I am living with neuroendocrine cancer. A rare abdominal cancer (.5% of all abdominal cancers) and for those of you that know me to be the overachiever that I am – in this case – I am not even the “1 percenter” LOL

 

I have been diagnosed with 2 (yes, 2) primary site neuroendocrine tumors (cancer that is the same type but initiating in two separate places of my body that didn’t travel via metastistatic means) – such a rarity for even this cancer that there is NO documented statistical data. The only statistics we really have is for people with one primary site who generally find this cancer in their 60s. Yet again the overachiever.

 

But wait! There’s more! I also found out that I have Lynch Syndrome – a – yup you guessed it – a rare genetic syndrome that significantly increases my chances of getting colorectal cancers and some other ones that are suspiciously similar to locations for neuroendocrine cancer. So being the detail-oriented person that I am, my geneticist and I both researched the possibility of a connection between the two. And there are 2 other documented cases (She checked her sources and I reached out to NIH) – so NIH and the collective “they” believe there is a connection between the cancer and the genetic syndrome, but science just hasn’t proven it yet – or maybe the statistical math hasn’t. Well now that I will likely become the 3rd documented case I highly doubt that’s still enough evidence.

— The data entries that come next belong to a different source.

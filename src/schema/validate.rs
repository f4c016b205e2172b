//! Structural validation of a body against its schema.
//!
//! This is the per-level primitive the diagnostics collector invokes at
//! every node with the correct contextual schema. Nested blocks are the
//! caller's concern; only the directly declared content is inspected here.

use std::ops::Range;

use hcl_edit::expr::Expression;
use hcl_edit::structure::Body;
use hcl_edit::Span;

use super::{BodySchema, LiteralKind};

/// A schema level finding, located by byte span into the source text.
#[derive(Debug, Clone, PartialEq, Eq)]
pub struct SchemaDiagnostic {
    pub span: Range<usize>,
    pub message: String,
}

/// Check the attributes and blocks declared directly in `body` against
/// `schema`.
///
/// Bodies whose schema accepts arbitrary attributes are validated
/// permissively: any attribute name passes, but unsupported nested blocks
/// are still reported.
pub fn validate_body(body: &Body, schema: &BodySchema) -> Vec<SchemaDiagnostic> {
    let mut diagnostics = Vec::new();

    for attribute in body.attributes() {
        if schema.any_attribute {
            continue;
        }
        let name = attribute.key.value().as_str();
        let name_span = attribute.key.span().unwrap_or_default();
        let Some(attribute_schema) = schema.attribute(name) else {
            diagnostics.push(SchemaDiagnostic {
                span: name_span,
                message: format!("Unsupported attribute: \"{name}\" is not expected here."),
            });
            continue;
        };
        if let Some(value_type) = attribute_schema.value_type {
            if !literal_matches(&attribute.value, value_type) {
                diagnostics.push(SchemaDiagnostic {
                    span: attribute.value.span().unwrap_or(name_span),
                    message: format!(
                        "Inappropriate value for attribute \"{name}\": {} required.",
                        value_type.friendly_name()
                    ),
                });
            }
        }
    }

    for block in body.blocks() {
        let kind = block.ident.value().as_str();
        if schema.block(kind).is_none() {
            diagnostics.push(SchemaDiagnostic {
                span: block.ident.span().unwrap_or_default(),
                message: format!(
                    "Unsupported block: blocks of type \"{kind}\" are not expected here."
                ),
            });
        }
    }

    for attribute_schema in schema.attributes.iter().filter(|a| a.required) {
        if body
            .attributes()
            .any(|a| a.key.value().as_str() == attribute_schema.name)
        {
            continue;
        }
        diagnostics.push(SchemaDiagnostic {
            span: body.span().unwrap_or_default(),
            message: format!(
                "Missing required attribute: \"{}\" is required but was not set.",
                attribute_schema.name
            ),
        });
    }

    diagnostics
}

/// Shallow literal check. Expressions that would need evaluation
/// (references, interpolations, function calls) always pass; full
/// expression type checking is out of scope.
fn literal_matches(expression: &Expression, value_type: LiteralKind) -> bool {
    match expression {
        Expression::String(_) => matches!(value_type, LiteralKind::String),
        Expression::Bool(_) => matches!(value_type, LiteralKind::Bool),
        Expression::Number(_) => matches!(value_type, LiteralKind::Number),
        Expression::Array(_) => matches!(value_type, LiteralKind::ListOfString),
        Expression::Object(_) => matches!(value_type, LiteralKind::MapOfString),
        _ => true,
    }
}

#[cfg(test)]
mod tests {
    use super::*;
    use crate::schema::SchemaMap;

    fn parse(source: &str) -> Body {
        hcl_edit::parser::parse_body(source).expect("fixture parses")
    }

    #[test]
    fn unknown_attribute_is_flagged_with_its_name_span() {
        let source = "attempts = 2\nattemptz = 3\n";
        let body = parse(source);
        let schemas = SchemaMap::new();
        let diagnostics = validate_body(&body, schemas.get("restart").unwrap());
        assert_eq!(diagnostics.len(), 1);
        assert!(diagnostics[0].message.contains("attemptz"));
        assert_eq!(
            &source[diagnostics[0].span.clone()],
            "attemptz",
            "diagnostic should point at the attribute name"
        );
    }

    #[test]
    fn permissive_body_accepts_any_attribute() {
        let body = parse("team = \"platform\"\nowner = \"alice\"\nwhatever = 7\n");
        let schemas = SchemaMap::new();
        let diagnostics = validate_body(&body, schemas.get("meta").unwrap());
        assert!(diagnostics.is_empty());
    }

    #[test]
    fn missing_required_attributes_are_reported_once_each() {
        let body = parse("type = \"http\"\n");
        let schemas = SchemaMap::new();
        let diagnostics = validate_body(&body, schemas.get("check").unwrap());
        let missing: Vec<_> = diagnostics
            .iter()
            .filter(|d| d.message.starts_with("Missing required attribute"))
            .collect();
        assert_eq!(missing.len(), 2, "interval and timeout: {diagnostics:?}");
    }

    #[test]
    fn literal_type_mismatch_is_flagged() {
        let body = parse("attempts = \"two\"\n");
        let schemas = SchemaMap::new();
        let diagnostics = validate_body(&body, schemas.get("restart").unwrap());
        assert_eq!(diagnostics.len(), 1);
        assert!(diagnostics[0].message.contains("number required"));
    }

    #[test]
    fn non_literal_expressions_pass_the_type_check() {
        let body = parse("attempts = var.restart_attempts\n");
        let schemas = SchemaMap::new();
        let diagnostics = validate_body(&body, schemas.get("restart").unwrap());
        assert!(diagnostics.is_empty(), "{diagnostics:?}");
    }

    #[test]
    fn unsupported_nested_block_is_flagged() {
        let body = parse("mode = \"host\"\nfirewall {\n}\n");
        let schemas = SchemaMap::new();
        let diagnostics = validate_body(&body, schemas.get("network").unwrap());
        assert_eq!(diagnostics.len(), 1);
        assert!(diagnostics[0].message.contains("firewall"));
    }
}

Lol I always wanted to be famous and known for something – well this is my chance, because apparently my case is being presented at some annual genetics conference in California this year. Go me! Wondering if I can attend for free…lol.
Please understand that I DO have a cancer that is incurable on the one hand, but slow-growing on the other. I will likely NOT ever go through chemo because it is ineffective. The only way to prevent metastisization is literally playing whack-a-mole – finding and cutting it out. So that may mean unexpected surgeries.

 

I have a 96% chance of them finding more within the next 10 years – 80% chance of which will be in the first 5 years. My tumors are currently escaping standard scans. Which means it is possible I already have metastatic cancer that isn’t even showing in the scans. Lucky me! But I am full of positivity and don’t really dwell on all of that!
Understand that this will be my life going forward for monitoring alone:

  1. Trips to New Orleans every 6 months for 5 years and then once a year for 5 more provided no more cancer appears. New Orleans has a specialist (shout out to Dr. Woltering and the crew at Ochsner) and a special scanner that I am hoping will better detect my cancer. So Gallium-68 PET/CT scan, MRI of liver, CTs for abdomen/pelvis/chest, ultrasound of left kidney, more bloodwork, and I’m probably missing a test or two. Some of the testing involves medication that I am very allergic to and have to be pre- and post-medicated for which may cause an extended allergic response (often up to 1-2 weeks)
  2. Full colonoscopies with an alternating rectal ultrasound every 6 months – TMI I know but again lucky me
  3. Blood work every 3 months (which is already abnormal but up pops those pesky statistics, which means at least three data points so they won’t decide anything until 9 months from May) *sigh*
  4. Annual endoscopy
  5. Aquatic and “land” physical therapy – wait why you ask?! Because oh BTW I have weird neurological problems and pain such as neuropathy that MAY likely be another rare syndrome called Paraneoplastic Neurological Syndrome – just don’t use WebMD to look THAT one up.

 

All I can do is laugh at the irony of it all. I’m happy because I now finally have a great team of doctors, a monitoring plan that is aggressive, and awesome friends who listen to me complain way too many times for me to even listen to it myself!!! Bwahahahaha
So I am LIVING with this cancer. And probably with an abnormal sense of humor about it all.
That’s all for now…. Maybe I should start a blog.